So how did the administration respond? By trying to shoot the messenger. Mick Mulvaney, the White House budget director, attacked the C.B.O., declaring that it did a “miserable” job of forecasting the effects of Obamacare. (It got some things wrong, but overall did pretty well.) He also accused the office — headed by a former Bush administration economist chosen by Republicans — of political bias, and smeared its top health expert in particular.



So, Mr. Mulvaney, where’s your assessment of Trumpcare? You had plenty of resources to do your own study before trying to pass a bill. What did you find? (Actually, the White House did do an internal analysis of an earlier version of Trumpcare, which was leaked to Politico. Its predictions were even more dire than those from the C.B.O.)



But Mulvaney and his party don’t study issues, they just decide, and attack the motives of anyone who questions their decisions.



Which brings us back to climate policy.



On climate change, influential conservatives have for years clung to what is basically a crazy conspiracy theory — that the overwhelming scientific consensus that the earth is warming due to greenhouse-gas emissions is a hoax, somehow coordinated by thousands of researchers around the world. And at this point this is effectively the mainstream Republican position.

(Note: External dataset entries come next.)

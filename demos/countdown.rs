extern crate tokio_fcgi_responder;
use tokio_fcgi_responder::*;

extern crate env_logger;
extern crate tokio;

use std::time::Duration;

/// Answers each request after counting down, one second per step. The countdown runs as a
/// deferred reply, so other requests on the same connection keep being served meanwhile.
struct CountdownHandler(u32);

impl FastcgiRequestHandler for CountdownHandler {
    fn on_request(&self, request: Request, _connection: &ConnectionInfo)
        -> Result<Reply, HandlerError>
    {
        let start = request.query.get("from")
            .and_then(|n| n.parse().ok())
            .unwrap_or(self.0);

        Ok(Reply::deferred(async move {
            println!("beginning countdown from {}", start);
            let mut body = format!("Counted down from {}!\n", start);
            for i in (1..=start).rev() {
                println!("{}", i);
                body.push_str(&format!("{}\n", i));
                tokio::time::sleep(Duration::from_secs(1)).await;
            }
            println!("Done!");
            body.push_str("Done!\n");
            Ok(Response::new(body).with_header("Content-Type", "text/plain"))
        }))
    }
}

#[tokio::main]
async fn main() {
    env_logger::init();

    let mut config = Config::default();
    config.set_value(s11n::FCGI_MAX_REQS, 100);

    let server = Server::with_config(CountdownHandler(10), config);
    if let Err(e) = server.listen("127.0.0.1", 9000).await {
        eprintln!("failed to run the server: {}", e);
    }
}
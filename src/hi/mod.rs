pub mod connection;
pub mod handler;
pub mod request;
pub mod response;
pub mod server;
pub mod table;
//! s11n == serialization. Wire constants and the fixed-size FastCGI bodies.

use byteorder::{ByteOrder, NetworkEndian};

pub const FASTCGI_VERSION: u8 = 1;

/// Length of every record header.
pub const HEADER_LEN: usize = 8;

/// Largest content a single record can carry.
pub const MAX_CONTENT_LEN: usize = 0xFFFF;

/// Request id 0 is the management channel (GET-VALUES and friends).
pub const NULL_REQUEST_ID: u16 = 0;

pub const FLAG_KEEP_CONNECTION: u8 = 1;

// Variables for the RecordType::GetValues and GetValuesResult records.
pub const FCGI_MAX_CONNS: &str = "FCGI_MAX_CONNS";
pub const FCGI_MAX_REQS: &str = "FCGI_MAX_REQS";
pub const FCGI_MPXS_CONNS: &str = "FCGI_MPXS_CONNS";

// END-REQUEST application statuses.
pub const APP_STATUS_OK: u32 = 0;
pub const APP_STATUS_ERROR: u32 = 1;

enum_from_primitive! {
    #[repr(u8)]
    #[derive(Debug, Clone, Copy, PartialEq, Eq)]
    pub enum RecordType {
        BeginRequest = 1,
        AbortRequest = 2,
        EndRequest = 3,
        Params = 4,
        Stdin = 5,
        Stdout = 6,
        Stderr = 7,
        Data = 8,
        GetValues = 9,
        GetValuesResult = 10,
        UnknownType = 11,
    }
}

enum_from_primitive! {
    #[repr(u16)]
    #[derive(Debug, Clone, Copy, PartialEq, Eq)]
    pub enum Role {
        Responder = 1,
        Authorizer = 2,
        Filter = 3,
    }
}

enum_from_primitive! {
    #[repr(u8)]
    #[derive(Debug, Clone, Copy, PartialEq, Eq)]
    pub enum ProtocolStatus {
        RequestComplete = 0,
        CantMultiplexConnections = 1,
        Overloaded = 2,
        UnknownRole = 3,
    }
}

#[derive(Clone, Copy, Debug, PartialEq, Eq)]
pub struct FastcgiRecordHeader {
    pub version: u8,
    pub record_type: u8,
    pub request_id: u16,
    pub content_length: u16,
    pub padding_length: u8,
}

impl FastcgiRecordHeader {
    /// Reads a header from the first `HEADER_LEN` bytes of `bytes`.
    pub fn read(bytes: &[u8]) -> Option<FastcgiRecordHeader> {
        if bytes.len() < HEADER_LEN {
            return None;
        }
        Some(FastcgiRecordHeader {
            version: bytes[0],
            record_type: bytes[1],
            request_id: NetworkEndian::read_u16(&bytes[2..4]),
            content_length: NetworkEndian::read_u16(&bytes[4..6]),
            padding_length: bytes[6],
        })
    }

    pub fn to_bytes(&self) -> [u8; HEADER_LEN] {
        let mut out = [0u8; HEADER_LEN];
        out[0] = self.version;
        out[1] = self.record_type;
        NetworkEndian::write_u16(&mut out[2..4], self.request_id);
        NetworkEndian::write_u16(&mut out[4..6], self.content_length);
        out[6] = self.padding_length;
        // out[7] is reserved
        out
    }

    /// Total bytes occupied on the wire by the record this header starts.
    pub fn record_len(&self) -> usize {
        HEADER_LEN + self.content_length as usize + self.padding_length as usize
    }
}

/// Body of an FCGI_BEGIN_REQUEST record. The role is kept raw so that the
/// caller can report the value it didn't understand.
#[derive(Clone, Copy, Debug, PartialEq, Eq)]
pub struct BeginRequestBody {
    pub role: u16,
    pub flags: u8,
}

impl BeginRequestBody {
    /// role (2) + flags (1); the 5 reserved bytes are optional.
    pub const MIN_LEN: usize = 3;

    pub fn read(bytes: &[u8]) -> Option<BeginRequestBody> {
        if bytes.len() < Self::MIN_LEN {
            return None;
        }
        Some(BeginRequestBody {
            role: NetworkEndian::read_u16(&bytes[0..2]),
            flags: bytes[2],
        })
    }

    pub fn keep_connection(&self) -> bool {
        self.flags & FLAG_KEEP_CONNECTION != 0
    }
}

#[derive(Clone, Copy, Debug, PartialEq, Eq)]
pub struct EndRequestBody {
    pub app_status: u32,
    pub protocol_status: ProtocolStatus,
}

impl EndRequestBody {
    pub const LEN: usize = 8;

    pub fn to_bytes(&self) -> [u8; Self::LEN] {
        let mut out = [0u8; Self::LEN];
        NetworkEndian::write_u32(&mut out[0..4], self.app_status);
        out[4] = self.protocol_status as u8;
        out
    }
}

#[cfg(test)]
mod tests {
    use super::*;
    use enum_primitive::FromPrimitive;

    #[test]
    fn header_layout() {
        let header = FastcgiRecordHeader {
            version: FASTCGI_VERSION,
            record_type: RecordType::Stdout as u8,
            request_id: 0x0102,
            content_length: 0x0304,
            padding_length: 4,
        };
        let bytes = header.to_bytes();
        assert_eq!(bytes, [1, 6, 1, 2, 3, 4, 4, 0]);
        assert_eq!(FastcgiRecordHeader::read(&bytes), Some(header));
        assert_eq!(header.record_len(), 8 + 0x0304 + 4);
    }

    #[test]
    fn short_header() {
        assert_eq!(FastcgiRecordHeader::read(&[1, 1, 0, 1, 0, 8, 0]), None);
    }

    #[test]
    fn begin_request_flags() {
        let body = BeginRequestBody::read(&[0, 1, 1, 0, 0, 0, 0, 0]).unwrap();
        assert_eq!(Role::from_u16(body.role), Some(Role::Responder));
        assert!(body.keep_connection());

        let body = BeginRequestBody::read(&[0, 3, 0]).unwrap();
        assert_eq!(Role::from_u16(body.role), Some(Role::Filter));
        assert!(!body.keep_connection());

        assert_eq!(BeginRequestBody::read(&[0, 1]), None);
    }

    #[test]
    fn end_request_layout() {
        let body = EndRequestBody {
            app_status: 0x0102_0304,
            protocol_status: ProtocolStatus::UnknownRole,
        };
        assert_eq!(body.to_bytes(), [1, 2, 3, 4, 3, 0, 0, 0]);
    }

    #[test]
    fn record_types() {
        assert_eq!(RecordType::from_u8(11), Some(RecordType::UnknownType));
        assert_eq!(RecordType::from_u8(12), None);
        assert_eq!(RecordType::from_u8(0), None);
    }
}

Do G.O.P. leaders really think this conspiracy theory is true? The answer, surely, is that they don’t care. Truth, as something that exists apart from and in possible opposition to political convenience, is no longer part of their philosophical universe.



The same goes for claims that trying to rein in emissions will do terrible economic damage and destroy millions of jobs. Such claims are, if you think about it, completely inconsistent with everything Republicans supposedly believe about economics.



After all, they insist that the private sector is infinitely flexible and innovative; the magic of the marketplace can solve all problems. But then they claim that these magical markets would roll over and die if we put a modest price on carbon emissions, which is basically what climate policy would do. This doesn’t make any sense — but it’s not supposed to. Republicans want to keep burning coal, and they’ll say whatever helps produce that outcome.



And as health care and climate go, so goes everything else. Can you think of any major policy area where the G.O.P. hasn’t gone post-truth? Take budgeting, where leaders like Paul Ryan have always justified tax cuts for the rich by claiming the ability to conjure up trillions in extra revenue and savings in some unspecified way. The Trump-Mulvaney budget, which not only pulls $2 trillion out of thin air but counts it twice, takes the game to a new level, but it’s not that much of a departure.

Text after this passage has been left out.